*** DATA RECORDS ***

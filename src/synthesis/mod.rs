//! 音声合成と再生
//!
//! 中継チャネルの受信側。VOICEVOXで音声を合成し、単一の再生キューで順番に鳴らす。

pub mod dispatcher;
pub mod playback;
pub mod voicevox;

use async_trait::async_trait;
use serde_json::Value;
use thiserror::Error;

pub use dispatcher::SpeechDispatcher;
pub use playback::{AudioOutput, PlaybackQueue, RodioOutput};
pub use voicevox::{VoicevoxClient, VoicevoxConfig};

/// エラー本文を切り詰める文字数
const ERROR_TEXT_MAX_CHARS: usize = 160;

/// 合成・再生のエラー
#[derive(Debug, Error)]
pub enum SynthesisError {
    #[error("接続に失敗しました: {0}")]
    Connection(String),

    #[error("HTTPリクエストに失敗しました: {0}")]
    Http(#[from] reqwest::Error),

    #[error("VOICEVOXに接続できません ({path})。試行先: {tried}。{errors}")]
    BackendUnavailable {
        path: String,
        tried: String,
        errors: String,
    },

    #[error("音声出力エラー: {0}")]
    AudioOutput(String),

    #[error("音声デコードエラー: {0}")]
    AudioDecode(String),

    #[error("JSONパースエラー: {0}")]
    JsonParse(#[from] serde_json::Error),
}

/// 音声合成エンジン
#[async_trait]
pub trait SpeechSynthesizer: Send + Sync {
    /// 話者一覧
    async fn speakers(&self) -> Result<Value, SynthesisError>;

    /// テキストをWAVに合成
    async fn synthesize(
        &self,
        text: &str,
        speaker_id: i64,
        speed: f64,
    ) -> Result<Vec<u8>, SynthesisError>;

    /// エンジン名
    fn name(&self) -> &'static str;
}

/// エラー本文を1行に整形して切り詰める
pub fn sanitize_error_text(text: &str) -> String {
    text.split_whitespace()
        .collect::<Vec<_>>()
        .join(" ")
        .chars()
        .take(ERROR_TEXT_MAX_CHARS)
        .collect()
}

***

The lines above that hold the word "tried" are the ones to copy.

EXERCISE RESPONSE —
    #[error("VOICEVOXに接続できません ({path})。試行先: {tried}。{errors}")]
        tried: String,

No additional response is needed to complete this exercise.